A Patchwork Christmas is a novella collection. All three novellas are set in America in the late nineteenth century. Judith Miller's Seams Like Love is set in 1890 in the Amana Colonies. A Patchwork Love by Stephanie Grace Whitson is set in 1875 in the midwest--somewhere between Nebraska and Colorado. Nancy Moser's Bridal Quilt is set in 1889 and 1890 in New York.

I'll start with my favorite. I LOVED, LOVED, LOVED Stephanie Grace Whitson's A Patchwork Love. Jane McClure is a widow struggling to raise her daughter on her own. When the novel opens, she and her daughter are traveling to meet the man she's been corresponding with. He lives in Colorado. He has invited them both to spend the holidays with him. If the visit goes well, Jane knows that a proposal and marriage will be forthcoming. True she knows very little--if anything--about him, and true, her daughter, has her doubts. But she feels she must take a chance. She needs this to work, doesn't she. There are two things she didn't take into consideration. 1) The weather!!! The train is supposed to arrive in time for them to spend Christmas together. Mrs. McClure certainly didn't plan on the weather stopping the train and leaving her stranded! 2) Molly's health. (She's the daughter). When the train becomes snowbound, a kind woman offers up her home and her skills. She may not be a 'real' doctor, but, she knows her remedies. This woman has a son, Peter. I loved, loved, loved, LOVED him. This novella is just about perfect.

My least favorite novella was Nancy Moser's Bridal Quilt. (It didn't help that it follows A Patchwork Love.) For the record, I liked this one well enough. I just didn't LOVE it so completely like I did A Patchwork Love. Ada loves Samuel. Samuel loves Ada. But when Samuel decides that he *must* help the less fortunate (orphans) even if it means losing his inheritance, he loses Ada. Was it Ada's fault? Not really. It wasn't like she dismissed him when he lost his inheritance. It wasn't like she made him choose between marrying her and volunteering at the orphanage. In fact, if it was anyone's fault, it was his. He decided that he couldn't possibly marry her if he lost his money and inheritance. He didn't give her the choice to accept him or reject him as he was. So what will happen when these two meet again a year later?! Will she let him know that she still loves him? Will he speak up and admit he still loves her? Will either one ever communicate honestly and openly with the other?! I found myself frustrated by some of the characters in this one. But, I did like that it features his grandfather and her grandmother.

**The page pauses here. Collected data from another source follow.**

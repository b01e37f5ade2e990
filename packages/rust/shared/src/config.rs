//! Application configuration for Tiki.
//!
//! User config lives at `~/.tiki/tiki.toml`.
//! Environment variables override config file values, which override defaults.

use std::path::{Path, PathBuf};

use serde::{Deserialize, Serialize};
use url::Url;

use crate::error::{Result, TikiError};

/// Default configuration file name.
const CONFIG_FILE_NAME: &str = "tiki.toml";

/// Default config directory name under the user's home.
const CONFIG_DIR_NAME: &str = ".tiki";

/// Overrides the extraction server URL.
pub const TIKA_SERVER_URL_ENV: &str = "TIKA_SERVER_URL";

/// Overrides the enrichment model identifier.
pub const CLAUDE_MODEL_ENV: &str = "CLAUDE_MODEL";

// ---------------------------------------------------------------------------
// Config structs (matching tiki.toml schema)
// ---------------------------------------------------------------------------

/// Top-level application config, deserialized from TOML.
#[derive(Debug, Clone, Default, Serialize, Deserialize)]
pub struct AppConfig {
    #[serde(default)]
    pub server: ServerConfig,

    #[serde(default)]
    pub storage: StorageConfig,

    /// Document extraction service.
    #[serde(default)]
    pub extraction: ExtractionConfig,

    /// Language-model enrichment service.
    #[serde(default)]
    pub enrichment: EnrichmentConfig,
}

/// `[server]` section.
#[derive(Debug, Clone, Serialize, Deserialize)]
pub struct ServerConfig {
    /// Socket address the HTTP API binds to.
    #[serde(default = "default_bind")]
    pub bind: String,
}

impl Default for ServerConfig {
    fn default() -> Self {
        Self {
            bind: default_bind(),
        }
    }
}

fn default_bind() -> String {
    "127.0.0.1:8000".into()
}

/// `[storage]` section.
#[derive(Debug, Clone, Serialize, Deserialize)]
pub struct StorageConfig {
    /// libSQL database file.
    #[serde(default = "default_database_path")]
    pub database_path: String,

    /// Root directory for uploaded files.
    #[serde(default = "default_media_dir")]
    pub media_dir: String,
}

impl Default for StorageConfig {
    fn default() -> Self {
        Self {
            database_path: default_database_path(),
            media_dir: default_media_dir(),
        }
    }
}

fn default_database_path() -> String {
    "var/tiki.db".into()
}
fn default_media_dir() -> String {
    "var/media".into()
}

/// `[extraction]` section.
#[derive(Debug, Clone, Serialize, Deserialize)]
pub struct ExtractionConfig {
    /// Base URL of the Apache Tika server.
    #[serde(default = "default_tika_url")]
    pub server_url: String,

    #[serde(default = "default_extraction_timeout")]
    pub timeout_secs: u64,
}

impl Default for ExtractionConfig {
    fn default() -> Self {
        Self {
            server_url: default_tika_url(),
            timeout_secs: default_extraction_timeout(),
        }
    }
}

fn default_tika_url() -> String {
    "http://localhost:9998".into()
}
fn default_extraction_timeout() -> u64 {
    120
}

/// `[enrichment]` section.
#[derive(Debug, Clone, Serialize, Deserialize)]
pub struct EnrichmentConfig {
    /// Name of the env var holding the API key (never store the key itself).
    #[serde(default = "default_api_key_env")]
    pub api_key_env: String,

    /// Model identifier sent with every request.
    #[serde(default = "default_model")]
    pub model: String,

    /// Base URL of the Anthropic API.
    #[serde(default = "default_api_url")]
    pub api_url: String,

    #[serde(default = "default_max_tokens")]
    pub max_tokens: u32,

    #[serde(default = "default_enrichment_timeout")]
    pub timeout_secs: u64,
}

impl Default for EnrichmentConfig {
    fn default() -> Self {
        Self {
            api_key_env: default_api_key_env(),
            model: default_model(),
            api_url: default_api_url(),
            max_tokens: default_max_tokens(),
            timeout_secs: default_enrichment_timeout(),
        }
    }
}

fn default_api_key_env() -> String {
    "ANTHROPIC_API_KEY".into()
}
fn default_model() -> String {
    "claude-sonnet-4-20250514".into()
}
fn default_api_url() -> String {
    "https://api.anthropic.com".into()
}
fn default_max_tokens() -> u32 {
    1024
}
fn default_enrichment_timeout() -> u64 {
    60
}

impl EnrichmentConfig {
    /// The API key, if its env var is set and non-empty.
    ///
    /// Enrichment runs only when this returns `Some`.
    pub fn api_key(&self) -> Option<String> {
        std::env::var(&self.api_key_env)
            .ok()
            .filter(|key| !key.is_empty())
    }
}

impl AppConfig {
    /// Apply the environment overrides used by existing deployments.
    pub fn apply_env_overrides(&mut self) {
        if let Ok(url) = std::env::var(TIKA_SERVER_URL_ENV) {
            if !url.is_empty() {
                self.extraction.server_url = url;
            }
        }
        if let Ok(model) = std::env::var(CLAUDE_MODEL_ENV) {
            if !model.is_empty() {
                self.enrichment.model = model;
            }
        }
    }

    /// Check that service URLs parse and limits are sane.
    pub fn validate(&self) -> Result<()> {
        for (name, value) in [
            ("extraction.server_url", &self.extraction.server_url),
            ("enrichment.api_url", &self.enrichment.api_url),
        ] {
            Url::parse(value)
                .map_err(|e| TikiError::config(format!("{name} '{value}' is not a valid URL: {e}")))?;
        }

        if self.enrichment.max_tokens == 0 {
            return Err(TikiError::config("enrichment.max_tokens must be positive"));
        }

        Ok(())
    }
}

// ---------------------------------------------------------------------------
// Config loading
// ---------------------------------------------------------------------------

/// Get the path to the config directory (`~/.tiki/`).
pub fn config_dir() -> Result<PathBuf> {
    let home =
        dirs::home_dir().ok_or_else(|| TikiError::config("could not determine home directory"))?;
    Ok(home.join(CONFIG_DIR_NAME))
}

/// Get the path to the config file (`~/.tiki/tiki.toml`).
pub fn config_file_path() -> Result<PathBuf> {
    Ok(config_dir()?.join(CONFIG_FILE_NAME))
}

/// Load the application config from disk, with env overrides applied.
/// Returns defaults if the file does not exist.
pub fn load_config() -> Result<AppConfig> {
    let path = config_file_path()?;

    let mut config = if path.exists() {
        load_config_from(&path)?
    } else {
        tracing::debug!(?path, "config file not found, using defaults");
        AppConfig::default()
    };

    config.apply_env_overrides();
    config.validate()?;
    Ok(config)
}

/// Load the application config from a specific file path.
pub fn load_config_from(path: &Path) -> Result<AppConfig> {
    let content = std::fs::read_to_string(path).map_err(|e| TikiError::io(path, e))?;

    toml::from_str(&content)
        .map_err(|e| TikiError::config(format!("failed to parse {}: {e}", path.display())))
}

/// Create the config directory and write a default config file.
/// Returns the path to the created file.
pub fn init_config() -> Result<PathBuf> {
    let dir = config_dir()?;
    std::fs::create_dir_all(&dir).map_err(|e| TikiError::io(&dir, e))?;

    let path = dir.join(CONFIG_FILE_NAME);
    let config = AppConfig::default();
    let content = toml::to_string_pretty(&config).map_err(|e| TikiError::config(e.to_string()))?;

    std::fs::write(&path, content).map_err(|e| TikiError::io(&path, e))?;
    tracing::info!(?path, "created default config file");

    Ok(path)
}

#[cfg(test)]
mod tests {
    use super::*;

    #[test]
    fn default_config_serializes() {
        let config = AppConfig::default();
        let toml_str = toml::to_string_pretty(&config).expect("serialize default config");
        assert!(toml_str.contains("database_path"));
        assert!(toml_str.contains("ANTHROPIC_API_KEY"));
        assert!(toml_str.contains("http://localhost:9998"));
    }

    #[test]
    fn partial_config_fills_defaults() {
        let toml_str = r#"
[extraction]
server_url = "http://tika.internal:9998"

[enrichment]
model = "claude-3-5-haiku-latest"
"#;
        let config: AppConfig = toml::from_str(toml_str).expect("parse");
        assert_eq!(config.extraction.server_url, "http://tika.internal:9998");
        assert_eq!(config.extraction.timeout_secs, 120);
        assert_eq!(config.enrichment.model, "claude-3-5-haiku-latest");
        assert_eq!(config.enrichment.max_tokens, 1024);
        assert_eq!(config.server.bind, "127.0.0.1:8000");
    }

    #[test]
    fn default_config_validates() {
        AppConfig::default().validate().expect("defaults are valid");
    }

    #[test]
    fn invalid_url_is_rejected() {
        let mut config = AppConfig::default();
        config.extraction.server_url = "not a url".into();
        let err = config.validate().unwrap_err();
        assert!(err.to_string().contains("extraction.server_url"));
    }

    #[test]
    fn missing_api_key_disables_enrichment() {
        let mut config = AppConfig::default();
        // Use a unique env var name to avoid interfering with other tests
        config.enrichment.api_key_env = "TIKI_TEST_NONEXISTENT_KEY_12345".into();
        assert!(config.enrichment.api_key().is_none());
    }
}
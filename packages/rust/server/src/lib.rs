//! HTTP boundary for Tiki.
//!
//! Exposes upload-and-enrich, result lookup, field edits, finalization and a
//! health check as a JSON API on top of [`tiki_core::Pipeline`].

pub mod errors;
pub mod handlers;
pub mod state;
pub mod upload;

use axum::{
    Router,
    extract::DefaultBodyLimit,
    routing::{get, post},
};
use tiki_shared::{AppConfig, Result, TikiError};
use tokio::net::TcpListener;
use tower_http::trace::TraceLayer;
use tracing::info;

pub use state::AppState;

/// Largest accepted upload body.
const MAX_UPLOAD_BYTES: usize = 100 * 1024 * 1024;

/// Creates the Axum router with all the application routes.
pub fn create_router(app_state: AppState) -> Router {
    Router::new()
        .route("/health/", get(handlers::health))
        .route(
            "/api/enrich/",
            post(handlers::enrich).layer(DefaultBodyLimit::max(MAX_UPLOAD_BYTES)),
        )
        .route("/api/result/{id}/", get(handlers::result))
        .route("/api/result/{id}/edit/", post(handlers::edit_field))
        .route("/api/result/{id}/finalize/", post(handlers::finalize))
        .with_state(app_state)
        .layer(TraceLayer::new_for_http())
}

/// Serve the API on an already-bound listener until the process exits.
pub async fn run(listener: TcpListener, app_state: AppState) -> Result<()> {
    let addr = listener
        .local_addr()
        .map_err(|e| TikiError::Network(format!("listener has no local address: {e}")))?;
    info!(%addr, "listening");

    axum::serve(listener, create_router(app_state))
        .await
        .map_err(|e| TikiError::Network(format!("server error: {e}")))
}

/// Build state from `config`, bind `[server] bind` and serve.
pub async fn serve(config: &AppConfig) -> Result<()> {
    let app_state = AppState::from_config(config).await?;
    let listener = TcpListener::bind(&config.server.bind)
        .await
        .map_err(|e| TikiError::Network(format!("could not bind {}: {e}", config.server.bind)))?;
    run(listener, app_state).await
}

Did I enjoy Judith Miller's Seams Like Love? Yes, for the most part. My least favorite part of it may just be the title itself! Karla Stuke is the heroine. She is being given a second opportunity to love. If she's brave enough to go for it. Karla had been jilted previously. Since that supposed heartbreak, she's not the most confident. She's content to let her sister be the beautiful one. And her sister is indeed engaged. Karla is keeping busy helping her sister. But an old friend--a very, very, very good old friend--has recently returned and is staying at their hotel. These two may find themselves falling in love with each other over the holidays. I liked this one. I did. It was sweet and charming and lovely. I liked Frank. I liked Karla. I thought the romance was nicely developed.

I would definitely recommend A Patchwork Christmas.